Il Messaggero (G. Lengua) – Una Coppa Italia con la Primavera e due scudetti con l’Under 16 e 17. Tre risultati tangibili del lavoro che il settore giovanile svolge quotidianamente a Trigoria. A capo della filiera c’è Vincenzo Vergine, dirigente classe 1968 arrivato alla Roma due anni fa e da quel giorno ha stravolto tutti i vecchi meccanismi. A Vergine è stata data carta bianca da Dan Friedkin: “Vogliamo portare calciatori in prima squadra o farli diventare una risorsa per il club”. 

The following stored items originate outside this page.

use chrono::{DateTime, Utc};
use serde::{Deserialize, Serialize};
use thiserror::Error;
use uuid::Uuid;

#[derive(Debug, Clone, PartialEq, Eq, Serialize, Deserialize)]
pub struct Balance {
    pub user_id: Uuid,
    pub available: i64,
    pub locked: i64,
    pub updated_at: DateTime<Utc>,
}

impl Balance {
    pub fn empty(user_id: Uuid) -> Self {
        Self {
            user_id,
            available: 0,
            locked: 0,
            updated_at: Utc::now(),
        }
    }
}

/// Single atomic mutation applied to a user balance alongside a ledger write.
#[derive(Debug, Clone, Copy, PartialEq, Eq, Serialize, Deserialize)]
#[serde(tag = "op", content = "amount", rename_all = "snake_case")]
pub enum BalanceEffect {
    None,
    /// available += amount
    Credit(i64),
    /// available -= amount, allowed to go negative (chargebacks)
    Debit(i64),
    /// available -= amount, locked += amount; requires available >= amount
    Lock(i64),
    /// locked -= amount, available += amount
    Release(i64),
    /// locked -= amount
    Capture(i64),
}

#[derive(Debug, Clone, PartialEq, Eq, Error)]
pub enum BalanceError {
    #[error("insufficient balance: required {required}, available {available}")]
    Insufficient { required: i64, available: i64 },
    #[error("locked balance underflow: releasing {amount}, locked {locked}")]
    LockUnderflow { amount: i64, locked: i64 },
}

impl BalanceEffect {
    pub fn is_none(&self) -> bool {
        matches!(self, BalanceEffect::None)
    }

    /// Pure form of the mutation; storage adapters must express the same rule atomically.
    pub fn apply(&self, balance: &Balance) -> Result<Balance, BalanceError> {
        let mut next = balance.clone();
        match *self {
            BalanceEffect::None => {}
            BalanceEffect::Credit(amount) => next.available += amount,
            BalanceEffect::Debit(amount) => next.available -= amount,
            BalanceEffect::Lock(amount) => {
                if balance.available < amount {
                    return Err(BalanceError::Insufficient {
                        required: amount,
                        available: balance.available,
                    });
                }
                next.available -= amount;
                next.locked += amount;
            }
            BalanceEffect::Release(amount) => {
                if balance.locked < amount {
                    return Err(BalanceError::LockUnderflow {
                        amount,
                        locked: balance.locked,
                    });
                }
                next.locked -= amount;
                next.available += amount;
            }
            BalanceEffect::Capture(amount) => {
                if balance.locked < amount {
                    return Err(BalanceError::LockUnderflow {
                        amount,
                        locked: balance.locked,
                    });
                }
                next.locked -= amount;
            }
        }
        Ok(next)
    }
}

#[cfg(test)]
mod tests {
    use super::*;

    fn balance(available: i64, locked: i64) -> Balance {
        Balance {
            available,
            locked,
            ..Balance::empty(Uuid::nil())
        }
    }

    #[test]
    fn lock_requires_available_funds() {
        let err = BalanceEffect::Lock(10_150).apply(&balance(10_000, 0)).unwrap_err();
        assert_eq!(
            err,
            BalanceError::Insufficient {
                required: 10_150,
                available: 10_000
            }
        );
    }

    #[test]
    fn lock_then_release_restores_available() {
        let start = balance(20_000, 0);
        let locked = BalanceEffect::Lock(10_150).apply(&start).unwrap();
        assert_eq!(locked.available, 9_850);
        assert_eq!(locked.locked, 10_150);

        let released = BalanceEffect::Release(10_150).apply(&locked).unwrap();
        assert_eq!(released.available, start.available);
        assert_eq!(released.locked, 0);
    }

    #[test]
    fn capture_only_drains_the_lock() {
        let captured = BalanceEffect::Capture(150).apply(&balance(50, 150)).unwrap();
        assert_eq!(captured.available, 50);
        assert_eq!(captured.locked, 0);
        assert!(BalanceEffect::Capture(151).apply(&balance(50, 150)).is_err());
    }
}
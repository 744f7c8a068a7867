use chrono::NaiveDate;
use serde::{Deserialize, Serialize};
use sha2::{Digest, Sha256};

use super::transfer::normalize_name;

/// One line of a bank statement, amounts in minor units.
#[derive(Debug, Clone, PartialEq, Eq, Serialize, Deserialize)]
#[serde(rename_all = "camelCase")]
pub struct StatementEntry {
    pub account_number: String,
    pub amount: i64,
    pub name: String,
    pub date: NaiveDate,
    #[serde(default)]
    pub reference: Option<String>,
}

impl StatementEntry {
    /// Stable identity of the entry, used to claim it at most once across runs.
    pub fn fingerprint(&self) -> String {
        let mut hasher = Sha256::new();
        hasher.update(self.account_number.trim().as_bytes());
        hasher.update(b"|");
        hasher.update(self.amount.to_string().as_bytes());
        hasher.update(b"|");
        hasher.update(normalize_name(&self.name).as_bytes());
        hasher.update(b"|");
        hasher.update(self.date.to_string().as_bytes());
        hasher.update(b"|");
        hasher.update(self.reference.as_deref().unwrap_or("").trim().as_bytes());
        hex::encode(hasher.finalize())
    }

    pub fn reference(&self) -> Option<&str> {
        self.reference
            .as_deref()
            .map(str::trim)
            .filter(|r| !r.is_empty())
    }
}
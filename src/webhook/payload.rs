//! Webhook body shape and its translation into a ledger notification.

use serde::Deserialize;
use serde_json::{Map, Value};

use crate::domain::{ObservedStatus, TransactionType};
use crate::gateway::units::AmountUnit;

#[derive(Debug, Clone, Copy, PartialEq, Eq)]
pub enum EventFamily {
    Deposit,
    Charge,
    Transfer,
}

impl EventFamily {
    /// Transaction kinds an event of this family may settle.
    pub fn kinds(&self) -> &'static [TransactionType] {
        match self {
            EventFamily::Deposit => &[TransactionType::Deposit],
            EventFamily::Charge => &[TransactionType::CardPayment],
            EventFamily::Transfer => &[TransactionType::Transfer, TransactionType::Withdrawal],
        }
    }
}

#[derive(Debug, Clone, Copy, PartialEq, Eq)]
pub enum EventKind {
    DepositSuccess,
    DepositFailed,
    ChargeSuccess,
    ChargeFailed,
    TransferSuccess,
    TransferFailed,
    TransferReversed,
}

impl EventKind {
    pub fn parse(raw: &str) -> Option<Self> {
        match raw {
            "deposit.success" => Some(EventKind::DepositSuccess),
            "deposit.failed" => Some(EventKind::DepositFailed),
            "charge.success" => Some(EventKind::ChargeSuccess),
            "charge.failed" => Some(EventKind::ChargeFailed),
            "transfer.success" => Some(EventKind::TransferSuccess),
            "transfer.failed" => Some(EventKind::TransferFailed),
            "transfer.reversed" => Some(EventKind::TransferReversed),
            _ => None,
        }
    }

    pub fn as_str(&self) -> &'static str {
        match self {
            EventKind::DepositSuccess => "deposit.success",
            EventKind::DepositFailed => "deposit.failed",
            EventKind::ChargeSuccess => "charge.success",
            EventKind::ChargeFailed => "charge.failed",
            EventKind::TransferSuccess => "transfer.success",
            EventKind::TransferFailed => "transfer.failed",
            EventKind::TransferReversed => "transfer.reversed",
        }
    }

    pub fn family(&self) -> EventFamily {
        match self {
            EventKind::DepositSuccess | EventKind::DepositFailed => EventFamily::Deposit,
            EventKind::ChargeSuccess | EventKind::ChargeFailed => EventFamily::Charge,
            EventKind::TransferSuccess | EventKind::TransferFailed | EventKind::TransferReversed => {
                EventFamily::Transfer
            }
        }
    }

    pub fn observed(&self) -> ObservedStatus {
        match self {
            EventKind::DepositSuccess | EventKind::ChargeSuccess | EventKind::TransferSuccess => {
                ObservedStatus::Success
            }
            EventKind::DepositFailed | EventKind::ChargeFailed | EventKind::TransferFailed => {
                ObservedStatus::Failed
            }
            EventKind::TransferReversed => ObservedStatus::Reversed,
        }
    }
}

/// Body that passed every authentication check.
#[derive(Debug, Clone)]
pub struct AuthenticatedWebhook {
    pub event: EventKind,
    pub data: Map<String, Value>,
    pub nonce: String,
}

#[derive(Debug, Deserialize)]
pub(crate) struct RawEnvelope {
    pub event: Option<String>,
    pub data: Option<Value>,
}

/// What the gateway says happened to one reference.
#[derive(Debug, Clone, PartialEq, Eq)]
pub struct Notification {
    pub family: EventFamily,
    pub reference: String,
    pub status: ObservedStatus,
    pub amount: Option<i64>,
    pub gateway_ref: Option<String>,
    pub sender_name: Option<String>,
    pub account_number: Option<String>,
}

fn field<'a>(data: &'a Map<String, Value>, names: &[&str]) -> Option<&'a Value> {
    names
        .iter()
        .find_map(|name| data.get(*name))
        .filter(|value| !value.is_null())
}

fn text(data: &Map<String, Value>, names: &[&str]) -> Option<String> {
    field(data, names).and_then(|value| match value {
        Value::String(s) if !s.trim().is_empty() => Some(s.trim().to_string()),
        Value::Number(n) => Some(n.to_string()),
        _ => None,
    })
}

impl AuthenticatedWebhook {
    /// Extract the notification. Deposit events may identify the account number instead of
    /// the reference; the caller resolves that case.
    pub fn notification(&self, unit: AmountUnit) -> Result<Notification, String> {
        let reference = text(&self.data, &["reference", "tx_ref"]).unwrap_or_default();
        let account_number = text(&self.data, &["accountNumber", "account_number"]);
        if reference.is_empty() && account_number.is_none() {
            return Err("data.reference is required".to_string());
        }
        let amount = field(&self.data, &["amount"])
            .map(|value| unit.from_gateway(value))
            .transpose()
            .map_err(|e| e.to_string())?;

        Ok(Notification {
            family: self.event.family(),
            reference,
            status: self.event.observed(),
            amount,
            gateway_ref: text(&self.data, &["id", "gatewayRef", "gateway_ref"]),
            sender_name: text(&self.data, &["senderName", "sender_name"]),
            account_number,
        })
    }
}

“L’unica cosa che non si può simulare è la pressione che i calciatori sentono quando giocano in A. Le seconde squadre? Mi interessano, ma se sono in Serie B. Ma non devono essere autoreferenziali”, aggiunge. Il giovane può cominciare a crescere realmente solo quando entra nell’arena: “Ma non deve mai modulare la prestazione affinché dia tanto contro una grande e poco contro una neo promossa. Si deve mangiare l’erba sempre e comunque”.

Due le principali linee guida: “Creare le condizioni ottimali per tutti i giocatori e un’attenta politica contrattuale. Sin da piccoli hanno ben chiaro quale sarà il percorso e sarà uguale per tutti”. L’altro segreto è stato armonizzare tutto il settore giovanile con un unico responsabile (Vergine, appunto): “Se frazioni il processo e metti più responsabili, nella congiunzione c’è una terra di nessuno. I ragazzi non vengono chiamati in prima squadra per riempire un ruolo, ma per nome, il che significa che il tecnico li segue e li conosce”. Un settore giovanile in cui è coinvolto anche Conti: “È un’arma per la Roma – spiega Vergine -. Quando va a parlare con un calciatore e la sua famiglia rappresenta un valore aggiunto”. Differente il lavoro di Alberto De Rossi: “Dirige il progetto 100 ore. Ogni calciatore si allena circa 500 ore l’anno, noi ne abbiamo aggiunte 100 di lavoro individuale che viene svolto in un’area skills di 2000 metri quadri dove hanno strumenti per allenarsi”.